One year on and most of us are quite happy to look out at green fields, showing a steady response to the few bags of nitrogen spread over recent weeks.

What a difference a year can make. Just 12 months ago we were in the throes of a wicked March with cold soils and a vicious east wind that put paid to any hopes of any early green shoots appearing.

That legacy of cold soils and stunted growth continued on through April and May, and it wasn’t until we got a real warm week at the beginning of June, that the breakthrough came for the keepers of the land.

The first problem was the cost of fodder and then that turned getting your hands on any decent quality hay or silage, leading to artic loads of bales arriving from the UK and from France.

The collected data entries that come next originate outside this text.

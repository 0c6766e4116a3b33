//! Machine records built by the import pipeline

use once_cell::sync::Lazy;
use regex::Regex;
use std::path::PathBuf;

/// Maximum machine name length accepted from the user
pub const MAX_NAME_LEN: usize = 30;

/// Linux IFNAMSIZ minus the terminating NUL
const MAX_IFNAME_LEN: usize = 15;

/// Valid machine names: what the import form accepts
static RE_NAME: Lazy<Regex> =
    Lazy::new(|| Regex::new(r"^[a-zA-Z0-9_-]{1,30}$").expect("Invalid regex: RE_NAME"));

/// One disk recovered from the descriptor
#[derive(Debug, Clone, PartialEq, Eq)]
pub struct DiskSpec {
    /// File name inside the appliance (and of the converted image)
    pub file_name: String,
    /// Capacity exactly as written in the descriptor
    pub capacity: String,
}

/// The machine being imported, filled in stage by stage
#[derive(Debug, Clone, Default)]
pub struct MachineDraft {
    pub name: Option<String>,
    pub source: PathBuf,
    pub arch: String,
    pub cpus: String,
    pub memory: String,
    pub disks: Vec<DiskSpec>,
    pub interface_count: u32,
    pub net_driver: String,
    pub vnc_port: String,
}

#[derive(Debug, Clone, PartialEq, Eq)]
pub struct InterfaceRecord {
    pub name: String,
    pub mac: String,
    pub driver: String,
}

#[derive(Debug, Clone, PartialEq, Eq)]
pub struct DriveRecord {
    pub file_name: String,
    pub capacity: String,
    pub driver: String,
    pub boot: bool,
}

/// Everything committed to the store for one machine
#[derive(Debug, Clone, PartialEq, Eq)]
pub struct MachineRecord {
    pub name: String,
    pub arch: String,
    pub cpus: String,
    pub memory: String,
    pub source: PathBuf,
    pub vnc_port: u32,
    pub mac_block: u64,
    pub interfaces: Vec<InterfaceRecord>,
    pub drives: Vec<DriveRecord>,
}

/// Check a user-supplied machine name
pub fn is_valid_name(name: &str) -> bool {
    RE_NAME.is_match(name)
}

/// Turn a descriptor-provided name into a valid machine name
///
/// Characters outside `[A-Za-z0-9_-]` become `_` and the result is cut to
/// [`MAX_NAME_LEN`]. Returns `None` if nothing usable is left.
pub fn normalize_name(raw: &str) -> Option<String> {
    let name: String = raw
        .trim()
        .chars()
        .map(|c| {
            if c.is_ascii_alphanumeric() || c == '_' || c == '-' {
                c
            } else {
                '_'
            }
        })
        .take(MAX_NAME_LEN)
        .collect();

    if name.is_empty() || name.chars().all(|c| c == '_') {
        None
    } else {
        Some(name)
    }
}

/// Render the low 48 bits of `mac` as `aa:bb:cc:dd:ee:ff`
pub fn format_mac(mac: u64) -> String {
    (0..6)
        .rev()
        .map(|byte| format!("{:02x}", (mac >> (byte * 8)) & 0xff))
        .collect::<Vec<_>>()
        .join(":")
}

/// Interface name for the `index`-th adapter of `vm_name`
///
/// Names that fit the kernel's limit are used as is. Longer machine names are
/// cut and tagged with a hash of the full name, so two machines sharing a
/// long prefix still get different interfaces.
pub fn interface_name(vm_name: &str, index: u32) -> String {
    let suffix = format!("_eth{}", index);
    let room = MAX_IFNAME_LEN.saturating_sub(suffix.len());
    if vm_name.len() <= room {
        return format!("{}{}", vm_name, suffix);
    }

    let tag = format!("{:04x}", name_hash(vm_name) & 0xffff);
    let prefix: String = vm_name.chars().take(room.saturating_sub(tag.len())).collect();
    format!("{}{}{}", prefix, tag, suffix)
}

/// 32-bit FNV-1a, stable across builds
fn name_hash(name: &str) -> u32 {
    name.bytes().fold(0x811c_9dc5, |hash, byte| {
        (hash ^ u32::from(byte)).wrapping_mul(0x0100_0193)
    })
}

/// Build the interface list for `count` adapters, taking MACs after `block`
pub fn generate_interfaces(
    vm_name: &str,
    count: u32,
    block: u64,
    driver: &str,
) -> Vec<InterfaceRecord> {
    (0..count)
        .map(|i| InterfaceRecord {
            name: interface_name(vm_name, i),
            mac: format_mac(block + u64::from(i) + 1),
            driver: driver.to_string(),
        })
        .collect()
}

It really was all hands to the wheel but the likelihood of such a set of circumstances repeating itself again this year was small.

Last year really was the ‘perfect storm’ scenario for everything that could go wrong – the summer before was a wet one with poorish quality silage, the wet conditions continued through the autumn and winter, and just when we needed growth, hey presto, a savage period of cold weather arrived.

According to the latest edition of the Teagasc TResearch magazine, additional feed costs last Spring on Irish farmers came in at €400m with output losses estimated at €65m.

So you wonder, why we all talk so much about weather . . . well there’s one very good reason . . . it can end up taking a lot of ‘lucre’ out of our pockets.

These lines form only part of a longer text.